- _YOUR GOAL_
Every line of the material below, from the top through the line with "use std::collections::HashMap;", should be reproduced exactly.

- _DATASET EXTRACT_
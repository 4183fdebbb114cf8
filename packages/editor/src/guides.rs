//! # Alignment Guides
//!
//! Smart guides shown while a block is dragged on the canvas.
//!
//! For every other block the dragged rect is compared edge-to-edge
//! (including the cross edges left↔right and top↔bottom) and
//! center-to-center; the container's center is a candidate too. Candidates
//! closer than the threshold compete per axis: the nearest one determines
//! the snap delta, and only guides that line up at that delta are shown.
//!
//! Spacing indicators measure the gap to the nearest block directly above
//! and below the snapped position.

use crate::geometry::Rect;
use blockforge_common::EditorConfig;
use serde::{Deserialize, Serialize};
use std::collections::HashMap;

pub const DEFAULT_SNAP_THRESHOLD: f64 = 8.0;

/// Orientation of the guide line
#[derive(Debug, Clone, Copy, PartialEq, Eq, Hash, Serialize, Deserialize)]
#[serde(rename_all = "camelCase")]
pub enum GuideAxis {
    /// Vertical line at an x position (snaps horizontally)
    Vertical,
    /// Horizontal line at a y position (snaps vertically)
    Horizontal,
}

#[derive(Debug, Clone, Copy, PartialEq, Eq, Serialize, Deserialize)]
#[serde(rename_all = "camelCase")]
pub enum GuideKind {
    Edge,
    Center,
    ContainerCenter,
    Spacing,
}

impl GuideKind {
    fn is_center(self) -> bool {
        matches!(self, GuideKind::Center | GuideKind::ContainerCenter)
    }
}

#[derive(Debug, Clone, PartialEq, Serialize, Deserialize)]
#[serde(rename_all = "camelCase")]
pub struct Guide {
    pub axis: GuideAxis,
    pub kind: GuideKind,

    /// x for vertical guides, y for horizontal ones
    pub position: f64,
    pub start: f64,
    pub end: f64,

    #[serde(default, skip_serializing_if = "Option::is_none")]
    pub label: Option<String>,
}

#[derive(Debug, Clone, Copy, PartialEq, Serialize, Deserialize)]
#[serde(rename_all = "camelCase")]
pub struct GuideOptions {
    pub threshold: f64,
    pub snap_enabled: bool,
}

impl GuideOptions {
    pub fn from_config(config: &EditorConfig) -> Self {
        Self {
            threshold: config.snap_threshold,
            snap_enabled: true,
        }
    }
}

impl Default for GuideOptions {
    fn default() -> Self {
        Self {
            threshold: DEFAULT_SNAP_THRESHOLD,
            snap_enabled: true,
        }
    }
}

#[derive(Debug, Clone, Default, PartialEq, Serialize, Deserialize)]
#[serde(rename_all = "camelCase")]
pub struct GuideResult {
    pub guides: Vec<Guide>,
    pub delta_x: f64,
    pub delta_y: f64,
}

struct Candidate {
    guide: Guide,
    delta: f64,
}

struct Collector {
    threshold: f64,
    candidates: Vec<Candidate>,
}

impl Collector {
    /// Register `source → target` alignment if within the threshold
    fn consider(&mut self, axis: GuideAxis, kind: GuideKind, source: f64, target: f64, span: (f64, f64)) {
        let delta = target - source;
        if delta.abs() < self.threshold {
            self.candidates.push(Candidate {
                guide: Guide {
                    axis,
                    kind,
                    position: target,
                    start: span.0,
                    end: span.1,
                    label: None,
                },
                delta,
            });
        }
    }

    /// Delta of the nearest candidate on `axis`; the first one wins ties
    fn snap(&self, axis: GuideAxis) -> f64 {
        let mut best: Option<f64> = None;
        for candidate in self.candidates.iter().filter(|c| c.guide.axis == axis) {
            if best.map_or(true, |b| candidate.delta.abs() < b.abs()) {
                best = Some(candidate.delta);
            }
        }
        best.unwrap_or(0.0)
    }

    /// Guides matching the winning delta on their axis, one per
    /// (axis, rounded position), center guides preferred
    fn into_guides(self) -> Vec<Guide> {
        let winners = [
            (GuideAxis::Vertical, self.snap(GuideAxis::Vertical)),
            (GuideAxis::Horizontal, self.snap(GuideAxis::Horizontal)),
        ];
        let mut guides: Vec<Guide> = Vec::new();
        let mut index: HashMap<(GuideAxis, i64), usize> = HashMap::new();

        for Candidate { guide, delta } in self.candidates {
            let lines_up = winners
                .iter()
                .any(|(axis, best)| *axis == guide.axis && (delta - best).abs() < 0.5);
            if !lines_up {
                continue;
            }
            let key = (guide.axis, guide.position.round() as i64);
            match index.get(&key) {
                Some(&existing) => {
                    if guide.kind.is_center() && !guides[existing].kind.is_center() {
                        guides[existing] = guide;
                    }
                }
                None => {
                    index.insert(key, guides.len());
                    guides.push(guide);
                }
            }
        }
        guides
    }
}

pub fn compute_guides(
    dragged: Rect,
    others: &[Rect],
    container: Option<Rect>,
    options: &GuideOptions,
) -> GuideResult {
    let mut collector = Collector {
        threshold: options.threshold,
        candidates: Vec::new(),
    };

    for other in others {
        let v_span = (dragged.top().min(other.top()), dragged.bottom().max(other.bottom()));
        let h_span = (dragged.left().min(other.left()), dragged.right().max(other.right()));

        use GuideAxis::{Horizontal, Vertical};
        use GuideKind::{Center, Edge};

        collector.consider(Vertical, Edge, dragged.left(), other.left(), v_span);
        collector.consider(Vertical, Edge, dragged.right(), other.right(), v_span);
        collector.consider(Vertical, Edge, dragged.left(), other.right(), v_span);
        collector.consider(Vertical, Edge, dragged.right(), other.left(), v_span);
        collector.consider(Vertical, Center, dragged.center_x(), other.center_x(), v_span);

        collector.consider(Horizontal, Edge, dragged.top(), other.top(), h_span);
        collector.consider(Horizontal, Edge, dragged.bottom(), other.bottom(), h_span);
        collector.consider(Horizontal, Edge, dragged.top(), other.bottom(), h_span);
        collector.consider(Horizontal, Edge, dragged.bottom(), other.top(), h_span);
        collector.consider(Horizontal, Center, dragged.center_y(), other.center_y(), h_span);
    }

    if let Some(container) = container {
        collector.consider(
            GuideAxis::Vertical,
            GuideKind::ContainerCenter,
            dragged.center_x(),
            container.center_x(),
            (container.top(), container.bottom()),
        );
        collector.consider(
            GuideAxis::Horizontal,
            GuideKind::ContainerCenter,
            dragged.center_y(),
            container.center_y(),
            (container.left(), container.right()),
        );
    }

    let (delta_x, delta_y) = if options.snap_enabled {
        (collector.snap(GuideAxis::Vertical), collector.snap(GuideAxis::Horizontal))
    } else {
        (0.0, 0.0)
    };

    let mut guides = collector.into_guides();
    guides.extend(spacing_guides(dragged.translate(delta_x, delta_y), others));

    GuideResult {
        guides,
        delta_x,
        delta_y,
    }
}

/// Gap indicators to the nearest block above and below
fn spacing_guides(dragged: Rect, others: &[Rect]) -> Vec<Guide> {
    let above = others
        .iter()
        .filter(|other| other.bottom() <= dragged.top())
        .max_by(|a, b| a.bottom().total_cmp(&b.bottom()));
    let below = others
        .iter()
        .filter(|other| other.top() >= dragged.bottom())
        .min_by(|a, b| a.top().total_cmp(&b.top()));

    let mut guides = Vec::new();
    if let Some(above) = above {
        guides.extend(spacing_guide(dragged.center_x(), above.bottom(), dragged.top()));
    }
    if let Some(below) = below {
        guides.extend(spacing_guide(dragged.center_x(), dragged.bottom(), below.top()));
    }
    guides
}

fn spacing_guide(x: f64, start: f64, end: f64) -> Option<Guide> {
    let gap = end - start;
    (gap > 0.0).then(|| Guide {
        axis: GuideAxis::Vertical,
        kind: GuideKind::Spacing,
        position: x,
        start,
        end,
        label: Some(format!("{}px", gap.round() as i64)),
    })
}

- _EXPECTED OUTPUT_
repository 4183fdebbb114cf8
filename packages/editor/src/guides.rs
//! # Alignment Guides
//!
//! Smart guides shown while a block is dragged on the canvas.
//!
//! For every other block the dragged rect is compared edge-to-edge
//! (including the cross edges left↔right and top↔bottom) and
//! center-to-center; the container's center is a candidate too. Candidates
//! closer than the threshold compete per axis: the nearest one determines
//! the snap delta, and only guides that line up at that delta are shown.
//!
//! Spacing indicators measure the gap to the nearest block directly above
//! and below the snapped position.

use crate::geometry::Rect;
use blockforge_common::EditorConfig;
use serde::{Deserialize, Serialize};
use std::collections::HashMap;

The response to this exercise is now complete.